▶ _EXERCISE INSTRUCTIONS_
In the material below, find the line with "successful write touched" and the line with "pub fn cells(&self)", then output those two lines and every line between them, exactly.
===============
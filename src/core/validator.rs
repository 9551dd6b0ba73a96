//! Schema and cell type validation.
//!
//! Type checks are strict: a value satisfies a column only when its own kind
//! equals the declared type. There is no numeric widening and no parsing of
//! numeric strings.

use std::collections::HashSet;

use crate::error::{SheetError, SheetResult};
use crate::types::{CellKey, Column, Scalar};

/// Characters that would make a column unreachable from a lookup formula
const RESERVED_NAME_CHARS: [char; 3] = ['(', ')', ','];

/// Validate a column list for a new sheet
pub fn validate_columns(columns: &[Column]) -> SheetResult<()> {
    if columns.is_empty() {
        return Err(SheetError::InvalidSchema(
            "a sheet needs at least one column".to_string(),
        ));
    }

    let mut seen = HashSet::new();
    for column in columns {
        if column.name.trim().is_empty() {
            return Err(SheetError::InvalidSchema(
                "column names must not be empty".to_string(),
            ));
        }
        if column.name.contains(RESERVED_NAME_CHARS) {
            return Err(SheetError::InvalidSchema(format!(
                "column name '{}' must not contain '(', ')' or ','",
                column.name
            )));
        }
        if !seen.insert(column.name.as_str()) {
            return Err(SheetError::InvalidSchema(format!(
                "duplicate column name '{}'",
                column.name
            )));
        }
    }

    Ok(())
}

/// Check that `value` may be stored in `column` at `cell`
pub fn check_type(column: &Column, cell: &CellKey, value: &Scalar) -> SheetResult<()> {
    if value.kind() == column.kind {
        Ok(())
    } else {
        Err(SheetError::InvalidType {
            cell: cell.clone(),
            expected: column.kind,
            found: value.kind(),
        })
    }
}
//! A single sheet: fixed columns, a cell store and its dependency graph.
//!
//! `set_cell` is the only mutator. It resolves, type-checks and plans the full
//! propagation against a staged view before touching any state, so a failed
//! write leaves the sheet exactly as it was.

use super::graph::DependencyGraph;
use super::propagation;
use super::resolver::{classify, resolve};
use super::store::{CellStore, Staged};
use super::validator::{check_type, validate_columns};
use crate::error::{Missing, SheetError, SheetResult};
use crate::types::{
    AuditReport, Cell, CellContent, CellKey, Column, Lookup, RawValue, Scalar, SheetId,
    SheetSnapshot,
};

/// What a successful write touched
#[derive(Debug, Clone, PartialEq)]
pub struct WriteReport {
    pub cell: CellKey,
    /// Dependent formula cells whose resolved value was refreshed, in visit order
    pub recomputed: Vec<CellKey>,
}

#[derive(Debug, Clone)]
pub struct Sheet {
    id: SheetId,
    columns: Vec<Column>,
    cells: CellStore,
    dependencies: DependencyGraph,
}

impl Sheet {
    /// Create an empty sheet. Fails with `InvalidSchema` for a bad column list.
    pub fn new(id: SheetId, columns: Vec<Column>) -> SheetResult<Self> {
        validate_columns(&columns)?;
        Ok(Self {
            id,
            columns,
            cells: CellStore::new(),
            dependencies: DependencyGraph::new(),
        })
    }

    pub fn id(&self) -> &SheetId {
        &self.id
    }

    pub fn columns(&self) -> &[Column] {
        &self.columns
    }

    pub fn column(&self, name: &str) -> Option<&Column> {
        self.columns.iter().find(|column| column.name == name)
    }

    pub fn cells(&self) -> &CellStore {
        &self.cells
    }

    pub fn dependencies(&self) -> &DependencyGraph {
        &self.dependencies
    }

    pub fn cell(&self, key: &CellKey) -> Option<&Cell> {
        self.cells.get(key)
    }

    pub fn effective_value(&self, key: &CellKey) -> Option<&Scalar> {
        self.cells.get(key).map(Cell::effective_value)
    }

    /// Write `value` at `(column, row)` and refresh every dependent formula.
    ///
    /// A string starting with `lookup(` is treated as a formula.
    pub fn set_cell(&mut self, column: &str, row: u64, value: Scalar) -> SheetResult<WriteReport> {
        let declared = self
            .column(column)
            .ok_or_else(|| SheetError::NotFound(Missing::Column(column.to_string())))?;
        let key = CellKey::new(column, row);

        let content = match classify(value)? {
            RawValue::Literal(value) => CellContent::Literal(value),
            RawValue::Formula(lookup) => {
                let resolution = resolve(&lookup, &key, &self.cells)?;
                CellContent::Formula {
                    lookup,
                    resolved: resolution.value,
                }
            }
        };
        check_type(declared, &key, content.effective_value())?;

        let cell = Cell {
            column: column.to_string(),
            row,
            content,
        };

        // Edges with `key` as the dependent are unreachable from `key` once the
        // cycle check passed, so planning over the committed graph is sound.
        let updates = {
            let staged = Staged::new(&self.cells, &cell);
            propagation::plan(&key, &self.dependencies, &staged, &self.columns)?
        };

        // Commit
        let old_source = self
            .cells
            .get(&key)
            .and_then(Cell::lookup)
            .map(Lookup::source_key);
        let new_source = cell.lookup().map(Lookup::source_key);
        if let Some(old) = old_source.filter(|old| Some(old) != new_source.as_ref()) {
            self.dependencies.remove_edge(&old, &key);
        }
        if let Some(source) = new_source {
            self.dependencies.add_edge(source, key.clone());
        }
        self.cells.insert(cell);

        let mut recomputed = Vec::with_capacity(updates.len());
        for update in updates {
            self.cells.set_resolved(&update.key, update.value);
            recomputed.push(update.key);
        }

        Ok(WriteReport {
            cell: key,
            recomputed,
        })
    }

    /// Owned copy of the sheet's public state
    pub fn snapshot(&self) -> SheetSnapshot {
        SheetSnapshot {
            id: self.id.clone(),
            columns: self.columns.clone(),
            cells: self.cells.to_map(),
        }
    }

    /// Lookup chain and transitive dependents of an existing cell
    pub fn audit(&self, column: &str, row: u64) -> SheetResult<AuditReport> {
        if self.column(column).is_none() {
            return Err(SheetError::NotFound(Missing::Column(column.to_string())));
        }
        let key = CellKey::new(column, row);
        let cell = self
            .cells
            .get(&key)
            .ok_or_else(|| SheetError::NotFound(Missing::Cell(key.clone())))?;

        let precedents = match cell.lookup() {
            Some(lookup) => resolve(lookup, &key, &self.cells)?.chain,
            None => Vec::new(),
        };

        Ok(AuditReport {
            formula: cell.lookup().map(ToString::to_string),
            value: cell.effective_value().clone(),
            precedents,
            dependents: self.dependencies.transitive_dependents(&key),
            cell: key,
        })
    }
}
===============
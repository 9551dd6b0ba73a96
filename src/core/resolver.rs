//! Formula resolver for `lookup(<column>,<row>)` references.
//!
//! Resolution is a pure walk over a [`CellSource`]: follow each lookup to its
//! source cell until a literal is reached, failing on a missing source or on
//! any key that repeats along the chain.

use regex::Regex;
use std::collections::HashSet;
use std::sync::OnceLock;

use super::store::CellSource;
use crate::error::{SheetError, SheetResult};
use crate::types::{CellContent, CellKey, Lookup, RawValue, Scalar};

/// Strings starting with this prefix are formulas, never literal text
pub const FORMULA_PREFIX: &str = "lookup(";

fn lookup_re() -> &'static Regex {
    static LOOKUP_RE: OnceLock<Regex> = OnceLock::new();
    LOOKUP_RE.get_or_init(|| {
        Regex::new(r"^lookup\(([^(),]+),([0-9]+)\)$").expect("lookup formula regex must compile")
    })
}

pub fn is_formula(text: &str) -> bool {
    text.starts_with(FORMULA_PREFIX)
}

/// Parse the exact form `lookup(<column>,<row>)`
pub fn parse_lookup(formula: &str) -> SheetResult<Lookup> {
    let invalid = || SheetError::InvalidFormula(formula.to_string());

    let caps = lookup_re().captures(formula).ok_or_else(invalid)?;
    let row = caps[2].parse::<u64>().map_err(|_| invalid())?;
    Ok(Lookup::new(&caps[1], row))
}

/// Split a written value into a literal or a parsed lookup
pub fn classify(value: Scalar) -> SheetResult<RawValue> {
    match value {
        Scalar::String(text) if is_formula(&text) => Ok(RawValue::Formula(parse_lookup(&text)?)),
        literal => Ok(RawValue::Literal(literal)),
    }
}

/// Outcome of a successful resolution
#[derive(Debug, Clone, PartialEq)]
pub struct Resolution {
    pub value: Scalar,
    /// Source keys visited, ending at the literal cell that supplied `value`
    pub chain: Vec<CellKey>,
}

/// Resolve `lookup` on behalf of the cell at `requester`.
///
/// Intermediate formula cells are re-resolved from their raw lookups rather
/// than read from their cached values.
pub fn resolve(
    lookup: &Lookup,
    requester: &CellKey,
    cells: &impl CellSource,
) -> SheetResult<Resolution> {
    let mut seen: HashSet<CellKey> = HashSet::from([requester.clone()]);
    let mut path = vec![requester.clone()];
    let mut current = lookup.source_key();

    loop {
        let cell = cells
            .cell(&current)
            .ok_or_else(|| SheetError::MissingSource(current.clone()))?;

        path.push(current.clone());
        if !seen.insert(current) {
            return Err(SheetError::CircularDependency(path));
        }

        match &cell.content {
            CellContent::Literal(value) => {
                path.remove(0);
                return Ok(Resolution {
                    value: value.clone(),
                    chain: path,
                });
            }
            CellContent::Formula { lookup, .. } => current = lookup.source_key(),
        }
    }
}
===============
▶ _RESPONSE TO THIS EXERCISE_
/// What a successful write touched
#[derive(Debug, Clone, PartialEq)]
pub struct WriteReport {
    pub cell: CellKey,
    /// Dependent formula cells whose resolved value was refreshed, in visit order
    pub recomputed: Vec<CellKey>,
}

#[derive(Debug, Clone)]
pub struct Sheet {
    id: SheetId,
    columns: Vec<Column>,
    cells: CellStore,
    dependencies: DependencyGraph,
}

impl Sheet {
    /// Create an empty sheet. Fails with `InvalidSchema` for a bad column list.
    pub fn new(id: SheetId, columns: Vec<Column>) -> SheetResult<Self> {
        validate_columns(&columns)?;
        Ok(Self {
            id,
            columns,
            cells: CellStore::new(),
            dependencies: DependencyGraph::new(),
        })
    }

    pub fn id(&self) -> &SheetId {
        &self.id
    }

    pub fn columns(&self) -> &[Column] {
        &self.columns
    }

    pub fn column(&self, name: &str) -> Option<&Column> {
        self.columns.iter().find(|column| column.name == name)
    }

    pub fn cells(&self) -> &CellStore {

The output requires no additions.